■ **EXERCISE BRIEF**:
Repeat exactly what appears from the opening line of the listing to the line with "filename src/api/extract.rs", inclusive.

■ **EXERCISE INPUT**:

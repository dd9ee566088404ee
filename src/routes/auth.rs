//! Admin authentication routes

use axum::{extract::State, response::IntoResponse, Json};
use std::sync::Arc;

use crate::api::{ApiJson, DataResponse};
use crate::app::AppState;
use crate::auth::{jwt, password, RequireAuth};
use crate::domain::auth::{LoginRequest, LoginResponse};
use crate::error::ApiError;
use crate::store;

/// POST /auth/login
///
/// Verify admin credentials and issue an access token. Unknown email and
/// wrong password produce the same response.
pub async fn login(
    State(state): State<Arc<AppState>>,
    ApiJson(req): ApiJson<LoginRequest>,
) -> Result<impl IntoResponse, ApiError> {
    let email = req.email.trim().to_lowercase();
    if email.is_empty() || req.password.is_empty() {
        return Err(ApiError::bad_request("Email and password are required"));
    }

    let account = store::admins::find_by_email(&state.db, &email)
        .await?
        .ok_or_else(|| ApiError::unauthorized("Invalid email or password"))?;

    let verified = password::verify_password(&req.password, &account.password_hash)
        .map_err(|e| ApiError::internal(format!("Password verification failed: {}", e)))?;
    if !verified {
        tracing::warn!(email = %email, "Failed admin login attempt");
        return Err(ApiError::unauthorized("Invalid email or password"));
    }

    let token = jwt::generate_token(
        account.id,
        &account.email,
        &account.role,
        &state.settings.jwt_secret,
        state.settings.jwt_expiry_hours,
    )
    .map_err(|e| ApiError::internal(format!("Token generation failed: {}", e)))?;

    tracing::info!(email = %account.email, "Admin logged in");

    Ok(Json(DataResponse::new(LoginResponse {
        token,
        email: account.email,
        role: account.role,
    })))
}

/// GET /auth/me
///
/// Echo the verified token claims back to the caller.
pub async fn me(auth: RequireAuth) -> impl IntoResponse {
    Json(serde_json::json!({
        "account_id": auth.account_id,
        "email": auth.email,
        "role": auth.role,
    }))
}
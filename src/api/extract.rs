//! Request extractors with unified error responses
//!
//! Wrappers around axum's `Json` and `Query` whose rejections convert into
//! [`ApiError`], so malformed bodies and unknown query keys produce the same
//! `{error, code}` shape as every other failure.

use axum::extract::{FromRequest, FromRequestParts};

use crate::error::ApiError;

#[derive(FromRequest)]
#[from_request(via(axum::Json), rejection(ApiError))]
pub struct ApiJson<T>(pub T);

#[derive(FromRequestParts)]
#[from_request(via(axum::extract::Query), rejection(ApiError))]
pub struct ApiQuery<T>(pub T);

■ **TASK RESPONSE**:
repository dd9ee566088404ee
filename src/routes/auth.rs
//! Admin authentication routes

use axum::{extract::State, response::IntoResponse, Json};
use std::sync::Arc;

use crate::api::{ApiJson, DataResponse};
use crate::app::AppState;
use crate::auth::{jwt, password, RequireAuth};
use crate::domain::auth::{LoginRequest, LoginResponse};
use crate::error::ApiError;
use crate::store;

/// POST /auth/login
///
/// Verify admin credentials and issue an access token. Unknown email and
/// wrong password produce the same response.
pub async fn login(
    State(state): State<Arc<AppState>>,
    ApiJson(req): ApiJson<LoginRequest>,
) -> Result<impl IntoResponse, ApiError> {
    let email = req.email.trim().to_lowercase();
    if email.is_empty() || req.password.is_empty() {
        return Err(ApiError::bad_request("Email and password are required"));
    }

    let account = store::admins::find_by_email(&state.db, &email)
        .await?
        .ok_or_else(|| ApiError::unauthorized("Invalid email or password"))?;

    let verified = password::verify_password(&req.password, &account.password_hash)
        .map_err(|e| ApiError::internal(format!("Password verification failed: {}", e)))?;
    if !verified {
        tracing::warn!(email = %email, "Failed admin login attempt");
        return Err(ApiError::unauthorized("Invalid email or password"));
    }

    let token = jwt::generate_token(
        account.id,
        &account.email,
        &account.role,
        &state.settings.jwt_secret,
        state.settings.jwt_expiry_hours,
    )
    .map_err(|e| ApiError::internal(format!("Token generation failed: {}", e)))?;

    tracing::info!(email = %account.email, "Admin logged in");

    Ok(Json(DataResponse::new(LoginResponse {
        token,
        email: account.email,
        role: account.role,
    })))
}

/// GET /auth/me
///
/// Echo the verified token claims back to the caller.
pub async fn me(auth: RequireAuth) -> impl IntoResponse {
    Json(serde_json::json!({
        "account_id": auth.account_id,
        "email": auth.email,
        "role": auth.role,
    }))
}
filename src/api/extract.rs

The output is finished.